Picturesque rural, mountain and city views can be had from many locations along these roads. The first and still the only street light in the suburb was erected on the corner of Old Northern and Canoelands Roads on 6 June 1994. At first it was only activated by the headlights of approaching cars but this proved to be quite erratic. After a month or two this was abandoned and it was lit as at present, from sunset until sunrise.

==Rural areas==

Canoelands is at the far northern end of the Hornsby Shire Council's coverage and has the Local Government land usage classification of Rural Lands. Holdings must have a minimum area of 10 ha which cannot be subdivided and only one dwelling may be erected on each. However, the erection of necessary agricultural buildings is permitted.

Industry in the area consists of four commercial plant nurseries and three large stonefruit orchards. The orchards are largely covered by synthetic netting to minimise the depredations of grey-headed flying foxes (Pteropus poliocephalus) which attack the fruit trees when carrying fruit. The fruit grown are peaches, nectarines and plums. There is also some cashcrop market gardening such as tomatoes, snowpeas and zucchini from time to time. Apiarists bring their beehives when the orchards are in flower for their bees to gather honey and assist in the pollination and setting of fruit.
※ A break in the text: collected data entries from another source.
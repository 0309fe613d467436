//! Payment responses (IPizza 1111 / 1911).

use tracing::{debug, error, info, warn};

use super::{record_id, required, CallbackReply};
use crate::codec::fields::{VK_AUTO, VK_MAC, VK_SERVICE, VK_STAMP};
use crate::codec::{self, decode_form, decode_form_lossy, MessageType};
use crate::config::{
    AUTO_PINGBACK, PINGBACK_ACKNOWLEDGEMENT, SERVICE_PAYMENT_FAILURE, SERVICE_PAYMENT_SUCCESS,
};
use crate::crypto::verify_base64;
use crate::error::{BanklinkError, Result};
use crate::gateway::Gateway;
use crate::notify::BanklinkEvent;
use crate::record::{RecordKind, Status, Transaction};

/// Result of a handled payment callback.
#[derive(Debug, Clone, PartialEq)]
pub struct PaymentCallback {
    /// The record as stored after handling.
    pub transaction: Transaction,
    /// Outcome the bank reported.
    pub outcome: Status,
    pub reply: CallbackReply,
    /// False when the record had already been settled by an earlier
    /// callback; nothing was changed or announced.
    pub applied: bool,
}

/// Verifies and applies payment callbacks.
#[derive(Debug, Clone, Copy)]
pub struct PaymentResponseHandler<'g> {
    gateway: &'g Gateway,
}

impl<'g> PaymentResponseHandler<'g> {
    pub fn new(gateway: &'g Gateway) -> Self {
        Self { gateway }
    }

    /// Handles a raw `application/x-www-form-urlencoded` body or query
    /// string.
    pub fn handle(&self, raw: &[u8]) -> Result<PaymentCallback> {
        let preview = decode_form_lossy(raw);
        if !preview.contains_key(VK_MAC) {
            return Err(BanklinkError::Protocol(
                "VK_MAC is missing from the payment response".into(),
            ));
        }
        let stamp = record_id(RecordKind::Transaction, required(&preview, VK_STAMP)?)?;

        let transactions = self.gateway.transactions();
        let transaction = transactions
            .find_by_stamp(stamp)?
            .ok_or_else(|| BanklinkError::not_found(RecordKind::Transaction, stamp.to_string()))?;
        let bank = self.gateway.bank(&transaction.bank_name)?;

        let fields = decode_form(raw, bank.encoding)?;
        let digest = codec::digest(
            &fields,
            MessageType::PaymentResponse,
            bank.length_mode(),
            bank.encoding,
        )?;
        let key = self.gateway.keys().verifying_key(bank)?;
        if !verify_base64(&digest, required(&fields, VK_MAC)?, &key) {
            warn!(bank = %bank.name, stamp, "payment response signature rejected");
            return Err(BanklinkError::Authentication(format!(
                "invalid signature on payment response for transaction {stamp}"
            )));
        }

        let service = fields.get(VK_SERVICE).map(String::as_str).unwrap_or_default();
        let outcome = match service {
            SERVICE_PAYMENT_SUCCESS => Status::Completed,
            SERVICE_PAYMENT_FAILURE => Status::Failed,
            other => {
                error!(bank = %bank.name, stamp, service = other, "unknown payment response service");
                return Err(BanklinkError::Protocol(format!(
                    "unknown VK_SERVICE {other:?} in payment response"
                )));
            }
        };

        let applied = transactions.compare_and_set_status(stamp, Status::Pending, outcome)?;
        let transaction = transactions
            .find_by_stamp(stamp)?
            .ok_or_else(|| BanklinkError::not_found(RecordKind::Transaction, stamp.to_string()))?;
        if applied {
            info!(bank = %bank.name, stamp, status = %outcome, "transaction settled");
            let event = if outcome == Status::Completed {
                BanklinkEvent::TransactionSucceeded(transaction.clone())
            } else {
                BanklinkEvent::TransactionFailed(transaction.clone())
            };
            self.gateway.notifications().publish(&event);
        } else {
            debug!(bank = %bank.name, stamp, status = %transaction.status, "transaction already settled");
        }

        let reply = if fields.get(VK_AUTO).map(String::as_str) == Some(AUTO_PINGBACK) {
            CallbackReply::Acknowledge(PINGBACK_ACKNOWLEDGEMENT.to_string())
        } else {
            CallbackReply::Redirect(transaction.redirect_for(outcome).to_string())
        };

        Ok(PaymentCallback {
            transaction,
            outcome,
            reply,
            applied,
        })
    }
}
A large well known commercial nursery exists on Canoelands Road which supplies major retail nursery outlets throughout NSW. There is an aggregate quarry and a sandstone quarry in the area. The Hawkesbury sandstone is a basically cream-colored sedimentary rock with colorful patterns of red, orange, yellow and white. It was once used to build houses but is now used as dimension stone and sawn stone, principally for landscaping architecture or as feature panels in housing. The area also contains some lenses of white and blue shale, the former being used as an admixture with clay to make blonde housebricks.

==Services==
No shopping facility is available in Canoelands, the nearest being in Glenorie or in the major regional shopping centre of Castle Hill, some 32 km to the south.

The Canoelands Rural Fire Brigade station and the local optical fibre telephone exchange are both located at the corner of Canoelands and Old Northern Roads. The area has single and 3-phase electricity, natural gas, telephone and broadband services online but is without reticulated water or sewerage, residents relying on rainwater tanks and dams for water and on septic systems for sewage disposal. Many homes have stand-by diesel-powered generators to safeguard the operation of their water supply pumps and refrigeration in case of power blackouts. One residence is fully solar-powered. The Sydney-Newcastle oil/gas pipeline runs along a good length of Canoelands Road before turning north to go under the Hawkesbury River and has two radio-controlled valve stations in Canoelands.